pub mod audit_log;
pub mod recommendation_repo;
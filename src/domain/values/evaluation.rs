use serde::{Deserialize, Serialize};
use std::collections::BTreeMap;
use std::fmt;

/// Why a sequence cannot be executed. The first violated step decides.
#[derive(Debug, Clone, Copy, PartialEq, Eq, Serialize, Deserialize)]
#[serde(rename_all = "snake_case")]
pub enum InfeasibilityReason {
    InsufficientCash,
    InsufficientQuantity,
    ConflictingActions,
    MaxLossExceeded,
    MaxSellExceeded,
    SideNotAllowed,
}

impl InfeasibilityReason {
    pub fn as_str(&self) -> &'static str {
        match self {
            InfeasibilityReason::InsufficientCash => "insufficient_cash",
            InfeasibilityReason::InsufficientQuantity => "insufficient_quantity",
            InfeasibilityReason::ConflictingActions => "conflicting_actions",
            InfeasibilityReason::MaxLossExceeded => "max_loss_exceeded",
            InfeasibilityReason::MaxSellExceeded => "max_sell_exceeded",
            InfeasibilityReason::SideNotAllowed => "side_not_allowed",
        }
    }
}

impl fmt::Display for InfeasibilityReason {
    fn fmt(&self, f: &mut fmt::Formatter<'_>) -> fmt::Result {
        write!(f, "{}", self.as_str())
    }
}

#[derive(Debug, Clone, Default, PartialEq, Serialize, Deserialize)]
pub struct ScoreBreakdown {
    /// Score of the untouched starting portfolio.
    pub start_score: f64,
    pub quality: f64,
    pub diversification: f64,
    pub risk: f64,
    pub improvement: f64,
    pub transaction_cost: f64,
    pub final_score: f64,
}

#[derive(Debug, Clone, PartialEq, Serialize, Deserialize)]
pub struct EvaluationResult {
    pub sequence_hash: String,
    pub portfolio_hash: String,
    pub end_score: f64,
    pub breakdown: ScoreBreakdown,
    pub end_cash_eur: f64,
    /// End market value in EUR keyed by ISIN.
    pub end_positions: BTreeMap<String, f64>,
    pub total_value_eur: f64,
    pub feasible: bool,
    #[serde(skip_serializing_if = "Option::is_none")]
    pub infeasibility: Option<InfeasibilityReason>,
}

==================================================

§ EXERCISE
Where the word "InfeasibilityReason" occurs in a line of the records, copy that line.

§ COMPLETED EXERCISE
pub enum InfeasibilityReason {
impl InfeasibilityReason {
            InfeasibilityReason::InsufficientCash => "insufficient_cash",
            InfeasibilityReason::InsufficientQuantity => "insufficient_quantity",
            InfeasibilityReason::ConflictingActions => "conflicting_actions",
            InfeasibilityReason::MaxLossExceeded => "max_loss_exceeded",
            InfeasibilityReason::MaxSellExceeded => "max_sell_exceeded",
            InfeasibilityReason::SideNotAllowed => "side_not_allowed",
impl fmt::Display for InfeasibilityReason {
    pub infeasibility: Option<InfeasibilityReason>,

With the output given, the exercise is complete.